10 May 2010 to 27 June 2010

A site-specific project by Mexican artist Santiago Borja.

Artist Santiago Borja - Freud's Psychoanalytic CouchTaking as a starting point an iconic piece of furniture in the museum, Sigmund Freud’s couch, Borja proposes an intervention to encourage new readings of Freud’s work in relation to non-European cultures.

Freud revolutionised the study of mental illness at the beginning of the Twentieth Century and his formulations have informed generations of intellectuals and therapists around the world. Despite his interest in pre-industrial cultures and his desire to find universals in human nature, Freud is often accused of Euro-centrism. Borja examines Freud’s legacy in a new light in which the notions of primitivism are questioned and cultural hierarchies undermined. Borja intervenes in Freud’s Orientalist couch with textiles created in collaboration with a Wixarika community, also known as Huichol, in central Mexico, introducing a discordant visual element to Freud’s studio filled with Egyptian, Greek, Roman and Middle Eastern antiques that he passionately collected throughout his life as traces of what was believed to be the origins of Europe.

Through this intervention, Borja highlights the difficulties that the flattening categories imposed by the West causes to those it cannot assimilate, and also takes a serious look at the Wixarika’s interpretation of the world which he poetically parallels with the psychoanalytical mapping of the mental geography of the conscious and the unconscious.

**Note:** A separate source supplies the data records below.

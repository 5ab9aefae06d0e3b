//! Single-target lock with IoU association.
//!
//! The lock is acquired on the most confident candidate (optionally
//! preferring candidates centered in the region of interest) and then
//! follows that box frame to frame by maximum overlap. Consecutive frames
//! without an acceptable match are counted against a miss budget; once
//! the budget is exceeded the lock drops.

use crate::core::{BoundingBox, Candidate, PixelRect};

/// Configuration for the target lock.
#[derive(Clone, Debug)]
pub struct TargetLockConfig {
    /// Minimum IoU with the previous box to keep the lock (inclusive)
    pub iou_min: f32,
    /// Consecutive misses tolerated; the lock drops on the next one
    pub max_miss_frames: u32,
    /// Prefer candidates centered inside the ROI when acquiring
    pub prefer_roi: bool,
}

impl Default for TargetLockConfig {
    fn default() -> Self {
        Self {
            iou_min: 0.25,
            max_miss_frames: 10,
            prefer_roi: true,
        }
    }
}

/// Tracks one target box across frames.
#[derive(Clone, Debug)]
pub struct TargetLock {
    config: TargetLockConfig,
    bbox: Option<BoundingBox>,
    miss_count: u32,
    active: bool,
}

impl TargetLock {
    pub fn new(config: TargetLockConfig) -> Self {
        Self {
            config,
            bbox: None,
            miss_count: 0,
            active: false,
        }
    }

    /// Current locked box.
    pub fn bbox(&self) -> Option<BoundingBox> {
        self.bbox
    }

    pub fn is_active(&self) -> bool {
        self.active
    }

    /// Consecutive frames without an accepted match.
    pub fn miss_count(&self) -> u32 {
        self.miss_count
    }

    pub fn reset(&mut self) {
        self.bbox = None;
        self.miss_count = 0;
        self.active = false;
    }

    /// Lock onto the most confident candidate.
    ///
    /// With ROI preference enabled and `roi` given, only candidates whose
    /// center lies inside `roi` are considered, unless there are none.
    /// Returns false without touching state when `candidates` is empty.
    pub fn acquire(&mut self, candidates: &[Candidate], roi: Option<PixelRect>) -> bool {
        if candidates.is_empty() {
            return false;
        }

        let in_roi: Vec<&Candidate> = match roi {
            Some(rect) if self.config.prefer_roi => candidates
                .iter()
                .filter(|c| {
                    let (cx, cy) = c.bbox.center();
                    rect.contains(cx, cy)
                })
                .collect(),
            _ => Vec::new(),
        };

        let best = if in_roi.is_empty() {
            most_confident(candidates.iter())
        } else {
            most_confident(in_roi.into_iter())
        };

        let Some(best) = best else {
            return false;
        };

        tracing::debug!(
            "Lock acquired: conf={:.2}, box=({:.0},{:.0})-({:.0},{:.0})",
            best.confidence,
            best.bbox.x1,
            best.bbox.y1,
            best.bbox.x2,
            best.bbox.y2
        );

        self.bbox = Some(best.bbox);
        self.miss_count = 0;
        self.active = true;
        true
    }

    /// Associate the lock with this frame's candidates.
    ///
    /// Returns whether the lock is still active afterwards.
    pub fn update(&mut self, candidates: &[Candidate]) -> bool {
        let current = match (self.active, self.bbox) {
            (true, Some(bbox)) => bbox,
            _ => return false,
        };

        let mut best: Option<(f32, BoundingBox)> = None;
        for candidate in candidates {
            let overlap = current.iou(&candidate.bbox);
            if best.is_none_or(|(best_iou, _)| overlap > best_iou) {
                best = Some((overlap, candidate.bbox));
            }
        }

        match best {
            Some((overlap, bbox)) if overlap >= self.config.iou_min => {
                self.bbox = Some(bbox);
                self.miss_count = 0;
            }
            _ => self.record_miss(),
        }

        self.active
    }

    fn record_miss(&mut self) {
        self.miss_count += 1;
        if self.miss_count > self.config.max_miss_frames {
            tracing::debug!("Lock dropped after {} missed frames", self.miss_count);
            self.reset();
        }
    }
}

/// Highest confidence, first occurrence wins ties.
fn most_confident<'a>(candidates: impl Iterator<Item = &'a Candidate>) -> Option<&'a Candidate> {
    candidates.fold(None, |best: Option<&Candidate>, c| match best {
        Some(b) if b.confidence >= c.confidence => Some(b),
        _ => Some(c),
    })
}
//! Frame acquisition and detector seams, plus candidate filtering.
//!
//! The camera and the detection model live outside this crate. They are
//! reached through `FrameSource` and `Detector`; `DetectionFilter` reduces
//! raw detections to the `Candidate`s of the one class being pursued.

use crate::config::DetectionConfig;
use crate::core::{BoundingBox, Candidate, Frame};
use crate::error::Result;

/// Raw detector output.
#[derive(Debug, Clone, PartialEq)]
pub struct Detection {
    pub class_name: String,
    pub confidence: f32,
    pub bbox: BoundingBox,
}

/// Supplies camera frames.
pub trait FrameSource: Send {
    /// Next frame, or `None` when nothing usable arrived (timeout, decode failure).
    fn next_frame(&mut self) -> Option<Frame>;

    /// Release the camera. Safe to call more than once.
    fn close(&mut self);
}

/// Object detection model.
pub trait Detector: Send {
    fn detect(&mut self, frame: &Frame) -> Result<Vec<Detection>>;
}

/// Keeps confident, large-enough detections of the target class.
#[derive(Clone, Debug)]
pub struct DetectionFilter {
    target_class: String,
    min_confidence: f32,
    min_box_frac: f32,
}

impl DetectionFilter {
    pub fn new(target_class: impl Into<String>, min_confidence: f32, min_box_frac: f32) -> Self {
        Self {
            target_class: target_class.into(),
            min_confidence,
            min_box_frac,
        }
    }

    pub fn from_config(config: &DetectionConfig) -> Self {
        Self::new(&config.target_class, config.min_conf, config.min_box_frac)
    }

    pub fn target_class(&self) -> &str {
        &self.target_class
    }

    /// Candidates in detector order.
    pub fn candidates(&self, detections: &[Detection], frame_height: u32) -> Vec<Candidate> {
        let min_height = self.min_box_frac * frame_height as f32;
        detections
            .iter()
            .filter(|d| d.class_name == self.target_class)
            .filter(|d| d.confidence >= self.min_confidence)
            .filter(|d| d.bbox.height() >= min_height)
            .map(|d| Candidate::new(d.confidence, d.bbox))
            .collect()
    }
}

#[cfg(test)]
mod tests {
    use super::*;

    fn detection(class_name: &str, confidence: f32, height: f32) -> Detection {
        Detection {
            class_name: class_name.to_string(),
            confidence,
            bbox: BoundingBox::new(10.0, 10.0, 60.0, 10.0 + height),
        }
    }

    #[test]
    fn test_filters_class_confidence_and_size() {
        let filter = DetectionFilter::new("chair", 0.35, 0.05);
        let detections = vec![
            detection("chair", 0.9, 100.0),
            detection("person", 0.95, 200.0),
            detection("chair", 0.2, 100.0),
            detection("chair", 0.6, 10.0),
            detection("chair", 0.35, 30.0),
        ];

        // 480 * 0.05 = 24px minimum height
        let candidates = filter.candidates(&detections, 480);
        assert_eq!(candidates.len(), 2);
        assert_eq!(candidates[0].confidence, 0.9);
        assert_eq!(candidates[1].confidence, 0.35);
    }

    #[test]
    fn test_empty_detections() {
        let filter = DetectionFilter::from_config(&DetectionConfig::default());
        assert_eq!(filter.target_class(), "chair");
        assert!(filter.candidates(&[], 480).is_empty());
    }
}
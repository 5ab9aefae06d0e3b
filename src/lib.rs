//! Lakshya - Vision-guided target pursuit for a beacon-following robot
//!
//! The robot normally trails a person carrying a UWB tag. When the camera
//! spots an object of the configured class, the robot breaks off, drives up
//! to it, pauses, and then resumes following.
//!
//! # Architecture
//!
//! ```text
//! ┌─────────────────────────────────────────────────────┐
//! │               threads/  +  bin/                     │  ← Orchestration
//! └─────────────────────────────────────────────────────┘
//!                          │
//! ┌──────────────────────────┬──────────────────────────┐
//! │      perception/         │        control/          │  ← Behavior
//! │ (filter, lock, pursuit)  │   (beacon following)     │
//! └──────────────────────────┴──────────────────────────┘
//!                          │
//! ┌─────────────────────────────────────────────────────┐
//! │        io/  +  devices/mock  +  shared              │  ← Seams & state
//! └─────────────────────────────────────────────────────┘
//!                          │
//! ┌─────────────────────────────────────────────────────┐
//! │                     core/                           │  ← Foundation
//! └─────────────────────────────────────────────────────┘
//! ```
//!
//! # Threads
//!
//! - **Perception** (frame rate): camera → detector → `PursuitStateMachine`,
//!   publishes a `BehaviorState` snapshot per frame
//! - **Follow** (25Hz): beacon-following command, replaced by the behavior
//!   override in APPROACH and HOLD, sent to the motion client
//!
//! Both observe one `CancelToken`. On shutdown the follow thread sends a
//! final stop, then the perception thread releases remote-command mode.

// ============================================================================
// Foundation
// ============================================================================
pub mod core;
pub mod error;
pub mod utils;

// ============================================================================
// Configuration and shared state
// ============================================================================
pub mod config;
pub mod shared;

// ============================================================================
// Behavior
// ============================================================================
pub mod control;
pub mod perception;

// ============================================================================
// External seams and backends
// ============================================================================
pub mod devices;
pub mod io;

// ============================================================================
// Orchestration
// ============================================================================
pub mod threads;

// ============================================================================
// Convenience re-exports
// ============================================================================
pub use config::LakshyaConfig;
pub use control::{FollowConfig, FollowController};
pub use crate::core::{BoundingBox, Candidate, Frame, PixelRect, RangingEstimate, VelocityCommand, iou};
pub use error::{LakshyaError, Result};
pub use perception::{PursuitConfig, PursuitStateMachine, TargetLock, TargetLockConfig};
pub use shared::{BehaviorMode, BehaviorState, CancelToken, PursuitContext};
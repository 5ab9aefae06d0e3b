//! Device backends

pub mod mock;
//! Differential-drive kinematics for the simulated robot.

use crate::utils::normalize_angle;

/// Robot pose in the world frame.
#[derive(Debug, Clone, Copy, PartialEq, Default)]
pub struct RobotPose {
    /// X position (meters)
    pub x: f32,
    /// Y position (meters)
    pub y: f32,
    /// Heading (radians, CCW from +X)
    pub theta: f32,
}

impl RobotPose {
    pub fn new(x: f32, y: f32, theta: f32) -> Self {
        Self {
            x,
            y,
            theta: normalize_angle(theta),
        }
    }

    /// Advance by `dt` seconds at forward speed `vx` and yaw rate `wz`.
    pub fn integrate(&mut self, vx: f32, wz: f32, dt: f32) {
        if wz.abs() < 1e-6 {
            self.x += vx * self.theta.cos() * dt;
            self.y += vx * self.theta.sin() * dt;
        } else {
            // Exact arc
            let r = vx / wz;
            let theta = self.theta + wz * dt;
            self.x += r * (theta.sin() - self.theta.sin());
            self.y += r * (self.theta.cos() - theta.cos());
            self.theta = normalize_angle(theta);
        }
    }

    /// Range and relative bearing to a world point.
    pub fn range_bearing(&self, x: f32, y: f32) -> (f32, f32) {
        let dx = x - self.x;
        let dy = y - self.y;
        let range = (dx * dx + dy * dy).sqrt();
        let bearing = normalize_angle(dy.atan2(dx) - self.theta);
        (range, bearing)
    }
}

#[cfg(test)]
mod tests {
    use super::*;
    use approx::assert_relative_eq;
    use std::f32::consts::FRAC_PI_2;

    #[test]
    fn test_straight_line() {
        let mut pose = RobotPose::default();
        pose.integrate(0.5, 0.0, 2.0);
        assert_relative_eq!(pose.x, 1.0);
        assert_relative_eq!(pose.y, 0.0);
    }

    #[test]
    fn test_quarter_arc() {
        let mut pose = RobotPose::default();
        // Radius 1 m, quarter turn
        pose.integrate(FRAC_PI_2, FRAC_PI_2, 1.0);
        assert_relative_eq!(pose.x, 1.0, epsilon = 1e-5);
        assert_relative_eq!(pose.y, 1.0, epsilon = 1e-5);
        assert_relative_eq!(pose.theta, FRAC_PI_2, epsilon = 1e-5);
    }

    #[test]
    fn test_range_bearing() {
        let pose = RobotPose::new(1.0, 1.0, FRAC_PI_2);
        let (range, bearing) = pose.range_bearing(1.0, 3.0);
        assert_relative_eq!(range, 2.0);
        assert_relative_eq!(bearing, 0.0, epsilon = 1e-6);

        let (_, bearing) = pose.range_bearing(0.0, 1.0);
        assert_relative_eq!(bearing, FRAC_PI_2, epsilon = 1e-6);
    }
}
impl LakshyaConfig {
    /// Load configuration from a TOML file
    pub fn load(path: &Path) -> Result<Self> {
        let content = std::fs::read_to_string(path)
            .map_err(|e| LakshyaError::Config(format!("Failed to read config file: {}", e)))?;
        let config: LakshyaConfig = toml::from_str(&content)?;
        config.validate()?;
        Ok(config)
    }

    /// Reject values the control loops cannot run with.
    pub fn validate(&self) -> Result<()> {
        let [x1, y1, x2, y2] = self.approach.roi_norm;
        if [x1, y1, x2, y2].iter().any(|v| !(0.0..=1.0).contains(v)) || x1 >= x2 || y1 >= y2 {
            return Err(LakshyaError::Config(format!(
                "roi_norm must be an ordered rectangle inside [0, 1], got {:?}",
                self.approach.roi_norm
            )));
        }

        if !(0.0..=1.0).contains(&self.lock.lock_iou_min) {
            return Err(LakshyaError::Config(format!(
                "lock_iou_min must lie in [0, 1], got {}",
                self.lock.lock_iou_min
            )));
        }

        let positive = [
            ("follow_dt", self.follow.follow_dt),
            ("dist_slowdown", self.follow.dist_slowdown),
            ("slowdown_angle", self.follow.slowdown_angle),
            ("timeout_secs", self.camera.timeout_secs),
            ("frame_rate_hz", self.simulation.frame_rate_hz),
            ("beacon_rate_hz", self.simulation.beacon_rate_hz),
        ];
        for (name, value) in positive {
            if !(value.is_finite() && value > 0.0) {
                return Err(LakshyaError::Config(format!(
                    "{} must be positive, got {}",
                    name, value
                )));
            }
        }

        let non_negative = [
            ("min_conf", self.detection.min_conf),
            ("min_box_frac", self.detection.min_box_frac),
            ("size_tol", self.approach.size_tol),
            ("center_tol", self.approach.center_tol),
            ("max_vx", self.approach.max_vx),
            ("max_wz", self.approach.max_wz),
            ("k_vx_fwd", self.approach.k_vx_fwd),
            ("k_vx_back", self.approach.k_vx_back),
            ("dead_band_d", self.follow.dead_band_d),
            ("dead_band_o", self.follow.dead_band_o),
            ("max_vx_follow", self.follow.max_vx_follow),
            ("max_wz_follow", self.follow.max_wz_follow),
            ("hold_seconds", self.behavior.hold_seconds),
            ("cooldown_seconds", self.behavior.cooldown_seconds),
            ("announce_interval_secs", self.behavior.announce_interval_secs),
        ];
        for (name, value) in non_negative {
            if !(value.is_finite() && value >= 0.0) {
                return Err(LakshyaError::Config(format!(
                    "{} must be non-negative, got {}",
                    name, value
                )));
            }
        }

        // Every seconds value must become a `Duration` that an `Instant` can absorb
        let now = Instant::now();
        let seconds = [
            ("follow_dt", self.follow.follow_dt),
            ("timeout_secs", self.camera.timeout_secs),
            ("hold_seconds", self.behavior.hold_seconds),
            ("cooldown_seconds", self.behavior.cooldown_seconds),
            ("announce_interval_secs", self.behavior.announce_interval_secs),
            ("1 / frame_rate_hz", 1.0 / self.simulation.frame_rate_hz),
            ("1 / beacon_rate_hz", 1.0 / self.simulation.beacon_rate_hz),
        ];
        for (name, value) in seconds {
            let duration = Duration::try_from_secs_f32(value).map_err(|e| {
                LakshyaError::Config(format!("{} out of range ({}): {}", name, value, e))
            })?;
            if now.checked_add(duration).is_none() {
                return Err(LakshyaError::Config(format!(
                    "{} out of range: {} s overflows the clock",
                    name, value
                )));
            }
        }

        Ok(())
    }

    /// Region of interest in normalized image coordinates
    pub fn roi(&self) -> NormalizedRoi {
        let [x1, y1, x2, y2] = self.approach.roi_norm;
        NormalizedRoi { x1, y1, x2, y2 }
    }

    /// Follow loop period
    pub fn follow_period(&self) -> Duration {
        Duration::from_secs_f32(self.follow.follow_dt)
    }
}
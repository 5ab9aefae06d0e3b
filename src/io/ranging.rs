//! Beacon (UWB tag) message handling.
//!
//! The beacon subscription delivers readings on its own thread. Each reading
//! is reduced to a `RangingEstimate` and stored in the shared slot; the
//! tag's X button doubles as a remote shutdown switch.

use std::sync::Arc;

use crate::core::RangingEstimate;
use crate::shared::{CancelToken, RangingSlot};

/// Button bit for the tag's X button.
pub const BUTTON_X_MASK: u32 = 1 << 2;

/// One beacon report.
#[derive(Debug, Clone, Copy, PartialEq, Default)]
pub struct UwbReading {
    /// Signed distance error (m), positive = too far
    pub distance_est: f32,
    /// Relative bearing of the tag (rad)
    pub orientation_est: f32,
    /// Button bitfield
    pub buttons: u32,
}

/// Stores beacon estimates and watches for the shutdown button.
pub struct RangingMonitor {
    slot: Arc<RangingSlot>,
    cancel: CancelToken,
    last_buttons: u32,
}

impl RangingMonitor {
    pub fn new(slot: Arc<RangingSlot>, cancel: CancelToken) -> Self {
        Self {
            slot,
            cancel,
            last_buttons: 0,
        }
    }

    /// Handle one reading from the subscription.
    pub fn on_reading(&mut self, reading: &UwbReading) {
        self.slot.store(RangingEstimate {
            distance_est: reading.distance_est,
            orientation_est: reading.orientation_est,
        });

        let changed = reading.buttons ^ self.last_buttons;
        if changed & BUTTON_X_MASK != 0 && reading.buttons & BUTTON_X_MASK != 0 {
            tracing::warn!("Beacon X button pressed, requesting shutdown");
            self.cancel.cancel();
        }
        self.last_buttons = reading.buttons;
    }
}

#[cfg(test)]
mod tests {
    use super::*;

    fn reading(buttons: u32) -> UwbReading {
        UwbReading {
            distance_est: 1.5,
            orientation_est: -0.3,
            buttons,
        }
    }

    #[test]
    fn test_reading_updates_slot() {
        let slot = Arc::new(RangingSlot::new());
        let mut monitor = RangingMonitor::new(Arc::clone(&slot), CancelToken::new());

        monitor.on_reading(&reading(0));
        assert_eq!(
            slot.latest(),
            Some(RangingEstimate {
                distance_est: 1.5,
                orientation_est: -0.3,
            })
        );
    }

    #[test]
    fn test_x_press_cancels() {
        let cancel = CancelToken::new();
        let mut monitor = RangingMonitor::new(Arc::new(RangingSlot::new()), cancel.clone());

        monitor.on_reading(&reading(0b0001));
        assert!(!cancel.is_cancelled());

        monitor.on_reading(&reading(0b0101));
        assert!(cancel.is_cancelled());
    }

    #[test]
    fn test_x_held_from_start_counts_as_press() {
        let cancel = CancelToken::new();
        let mut monitor = RangingMonitor::new(Arc::new(RangingSlot::new()), cancel.clone());
        monitor.on_reading(&reading(BUTTON_X_MASK));
        assert!(cancel.is_cancelled());
    }

    #[test]
    fn test_x_release_does_not_cancel() {
        let cancel = CancelToken::new();
        let mut monitor = RangingMonitor::new(Arc::new(RangingSlot::new()), cancel.clone());
        monitor.last_buttons = BUTTON_X_MASK;
        monitor.on_reading(&reading(0));
        assert!(!cancel.is_cancelled());
    }
}
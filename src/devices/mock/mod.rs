//! Hardware-free pursuit scene.
//!
//! Stands in for the camera, detector, motion client and UWB tag so the
//! pursuit loops can run on a workstation.
//!
//! | Component | Simulation Method |
//! |-----------|-------------------|
//! | Camera | Paced frame stream with random dropouts |
//! | Detector | Pinhole projection of the target and the beacon carrier |
//! | Motion client | Differential-drive integration of commanded velocity |
//! | UWB tag | Circular walk, noisy range/bearing, optional X press |
//!
//! All devices share one `SimWorld` behind a mutex. The world advances lazily:
//! whoever touches it first integrates the robot up to the current instant.
//!
//! Example configuration:
//!
//! ```toml
//! [simulation]
//! seed = 42                  # 0 = random each run
//! target_position = [4.0, 0.6]
//! beacon_radius = 1.5
//! button_press_after_secs = 60.0
//! ```

mod actuator;
mod beacon;
mod camera;
mod noise;
mod physics;

pub use actuator::SimActuator;
pub use beacon::SimBeacon;
pub use camera::{SimCamera, SimDetector, project_box};
pub use noise::NoiseGenerator;
pub use physics::RobotPose;

use std::sync::Arc;
use std::time::{Duration, Instant};

use parking_lot::Mutex;

use crate::config::{LakshyaConfig, SimulationConfig};
use crate::core::VelocityCommand;

/// Longest interval integrated in one step.
const MAX_STEP: Duration = Duration::from_millis(200);

/// Scene shared by all simulated devices.
pub struct SimWorld {
    config: SimulationConfig,
    pose: RobotPose,
    command: VelocityCommand,
    remote_mode: bool,
    started: Instant,
    last_update: Instant,
    noise: NoiseGenerator,
}

pub type SharedWorld = Arc<Mutex<SimWorld>>;

impl SimWorld {
    /// Robot at the origin facing +X.
    pub fn new(config: SimulationConfig, now: Instant) -> Self {
        let noise = NoiseGenerator::new(config.seed);
        Self {
            config,
            pose: RobotPose::default(),
            command: VelocityCommand::STOP,
            remote_mode: false,
            started: now,
            last_update: now,
            noise,
        }
    }

    pub fn config(&self) -> &SimulationConfig {
        &self.config
    }

    pub fn pose(&self) -> RobotPose {
        self.pose
    }

    pub fn command(&self) -> VelocityCommand {
        self.command
    }

    pub fn noise(&mut self) -> &mut NoiseGenerator {
        &mut self.noise
    }

    /// Integrate the robot up to `now`.
    pub fn advance(&mut self, now: Instant) {
        let dt = now.saturating_duration_since(self.last_update).min(MAX_STEP);
        if !dt.is_zero() {
            self.pose
                .integrate(self.command.vx, self.command.wz, dt.as_secs_f32());
        }
        self.last_update = self.last_update.max(now);
    }

    /// Apply a new velocity command from `now` on.
    pub fn set_command(&mut self, command: VelocityCommand, now: Instant) {
        self.advance(now);
        self.command = command;
    }

    pub fn remote_mode(&self) -> bool {
        self.remote_mode
    }

    pub fn set_remote_mode(&mut self, enabled: bool, now: Instant) {
        self.remote_mode = enabled;
        if !enabled {
            self.set_command(VelocityCommand::STOP, now);
        }
    }

    /// Time since the scene started.
    pub fn elapsed(&self, now: Instant) -> Duration {
        now.saturating_duration_since(self.started)
    }

    /// Where the beacon carrier stands at `now`.
    pub fn beacon_position(&self, now: Instant) -> (f32, f32) {
        let angle = self.config.beacon_speed * self.elapsed(now).as_secs_f32();
        let [cx, cy] = self.config.beacon_center;
        (
            cx + self.config.beacon_radius * angle.cos(),
            cy + self.config.beacon_radius * angle.sin(),
        )
    }
}

/// Complete set of simulated devices over one world.
pub struct Simulation {
    pub world: SharedWorld,
    pub camera: SimCamera,
    pub detector: SimDetector,
    pub actuator: SimActuator,
    pub beacon: SimBeacon,
}

impl Simulation {
    pub fn new(config: &LakshyaConfig) -> Self {
        let sim = &config.simulation;
        let world: SharedWorld = Arc::new(Mutex::new(SimWorld::new(sim.clone(), Instant::now())));

        tracing::info!(
            "Simulated scene: target '{}' at ({:.1}, {:.1}), beacon circling ({:.1}, {:.1}) r={:.1}m, seed {}",
            config.detection.target_class,
            sim.target_position[0],
            sim.target_position[1],
            sim.beacon_center[0],
            sim.beacon_center[1],
            sim.beacon_radius,
            sim.seed
        );

        Self {
            camera: SimCamera::new(
                Arc::clone(&world),
                Duration::from_secs_f32(config.camera.timeout_secs),
            ),
            detector: SimDetector::new(Arc::clone(&world), &config.detection.target_class),
            actuator: SimActuator::new(Arc::clone(&world)),
            beacon: SimBeacon::new(Arc::clone(&world)),
            world,
        }
    }
}

#[cfg(test)]
mod tests {
    use super::*;
    use approx::assert_relative_eq;

    #[test]
    fn test_advance_integrates_command() {
        let t0 = Instant::now();
        let mut world = SimWorld::new(SimulationConfig::default(), t0);
        world.set_command(VelocityCommand::planar(0.5, 0.0), t0);
        world.advance(t0 + Duration::from_millis(100));
        assert_relative_eq!(world.pose().x, 0.05, epsilon = 1e-5);
    }

    #[test]
    fn test_advance_caps_step() {
        let t0 = Instant::now();
        let mut world = SimWorld::new(SimulationConfig::default(), t0);
        world.set_command(VelocityCommand::planar(1.0, 0.0), t0);
        world.advance(t0 + Duration::from_secs(5));
        assert_relative_eq!(world.pose().x, 0.2, epsilon = 1e-5);
    }

    #[test]
    fn test_disabling_remote_mode_stops() {
        let t0 = Instant::now();
        let mut world = SimWorld::new(SimulationConfig::default(), t0);
        world.set_remote_mode(true, t0);
        world.set_command(VelocityCommand::planar(0.3, 0.1), t0);
        world.set_remote_mode(false, t0);
        assert!(world.command().is_stop());
    }

    #[test]
    fn test_beacon_starts_on_circle() {
        let t0 = Instant::now();
        let world = SimWorld::new(SimulationConfig::default(), t0);
        let (x, y) = world.beacon_position(t0);
        assert_relative_eq!(x, 3.5);
        assert_relative_eq!(y, -1.0);
    }
}
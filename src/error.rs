//! Error types for Lakshya

use thiserror::Error;

/// Lakshya error type
#[derive(Error, Debug)]
pub enum LakshyaError {
    #[error("I/O error: {0}")]
    Io(#[from] std::io::Error),

    #[error("Configuration error: {0}")]
    Config(String),

    #[error("Actuator error: {0}")]
    Actuator(String),

    #[error("Detection error: {0}")]
    Detection(String),

    #[error("Thread error: {0}")]
    Thread(String),
}

impl From<toml::de::Error> for LakshyaError {
    fn from(e: toml::de::Error) -> Self {
        LakshyaError::Config(e.to_string())
    }
}

pub type Result<T> = std::result::Result<T, LakshyaError>;
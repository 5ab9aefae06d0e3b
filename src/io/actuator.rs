//! Motion actuator seam.
//!
//! The robot's motion transport (obstacle-avoiding velocity client) is
//! external. Both loops reach it through `SharedActuator`: the follow loop
//! dispatches velocities, the perception loop sends the hold gesture and
//! releases remote-command mode on teardown.

use std::sync::Arc;

use parking_lot::Mutex;

use crate::core::VelocityCommand;
use crate::error::{LakshyaError, Result};

/// Robot motion interface.
pub trait MotionActuator: Send {
    /// Body-frame velocity command.
    fn move_velocity(&mut self, vx: f32, vy: f32, wz: f32) -> Result<()>;

    /// Hand velocity control to (or take it back from) this client.
    fn set_remote_command_mode(&mut self, enabled: bool) -> Result<()>;

    /// Acknowledgement gesture played while holding at a target.
    fn greet(&mut self) -> Result<()> {
        Ok(())
    }
}

/// Actuator shared by the perception and follow threads.
pub type SharedActuator = Arc<Mutex<Box<dyn MotionActuator>>>;

/// Wrap an actuator for use from several threads.
pub fn create_shared_actuator<A: MotionActuator + 'static>(actuator: A) -> SharedActuator {
    Arc::new(Mutex::new(Box::new(actuator)))
}

/// One recorded actuator call.
#[derive(Debug, Clone, Copy, PartialEq)]
pub enum ActuatorCall {
    Move(VelocityCommand),
    RemoteCommandMode(bool),
    Greet,
}

/// Recording actuator for tests and dry runs.
///
/// Clones share the same call log.
#[derive(Clone, Default)]
pub struct MockActuator {
    inner: Arc<Mutex<MockActuatorInner>>,
}

#[derive(Default)]
struct MockActuatorInner {
    calls: Vec<ActuatorCall>,
    fail_moves: bool,
}

impl MockActuator {
    pub fn new() -> Self {
        Self::default()
    }

    /// Make subsequent `move_velocity` calls fail (they are still recorded).
    pub fn set_fail_moves(&self, fail: bool) {
        self.inner.lock().fail_moves = fail;
    }

    /// All calls so far.
    pub fn calls(&self) -> Vec<ActuatorCall> {
        self.inner.lock().calls.clone()
    }

    /// Velocity commands so far.
    pub fn moves(&self) -> Vec<VelocityCommand> {
        self.inner
            .lock()
            .calls
            .iter()
            .filter_map(|call| match call {
                ActuatorCall::Move(cmd) => Some(*cmd),
                _ => None,
            })
            .collect()
    }

    /// Forget the recorded calls.
    pub fn clear(&self) {
        self.inner.lock().calls.clear();
    }
}

impl MotionActuator for MockActuator {
    fn move_velocity(&mut self, vx: f32, vy: f32, wz: f32) -> Result<()> {
        let mut inner = self.inner.lock();
        inner
            .calls
            .push(ActuatorCall::Move(VelocityCommand { vx, vy, wz }));
        if inner.fail_moves {
            return Err(LakshyaError::Actuator("injected move failure".to_string()));
        }
        Ok(())
    }

    fn set_remote_command_mode(&mut self, enabled: bool) -> Result<()> {
        self.inner
            .lock()
            .calls
            .push(ActuatorCall::RemoteCommandMode(enabled));
        Ok(())
    }

    fn greet(&mut self) -> Result<()> {
        self.inner.lock().calls.push(ActuatorCall::Greet);
        Ok(())
    }
}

Curated by Catalina Lozano

Related Resources

Santiago Borja was born in Mexico City in 1970 where he lives and works. Recent exhibitions include Décalage, Museo Experimental El Eco, Mexico City (2009); Halo (Flare), Pavillon Le Corbusier, Fondation Suisse, CIUP, Paris (2008) and Ecografia, Casa Luis Barragán, Mexico City (2007); En découdre, Fondation Espace Ecureuil, Toulouse, France (2009); Traslaciones, Casa Vecina, Mexico City (2009) and Croyances Quotidiennes, Palais Universitaire, Strasbourg France (2008). Other forthcoming projects include Process Room, at the Irish Museum of Modern Art, Dublin and Fort Da, at the Neutra VDL-Research House II, Los Angeles California.

Catalina Lozano (Bogotá, 1979) is a Colombian curator living in London.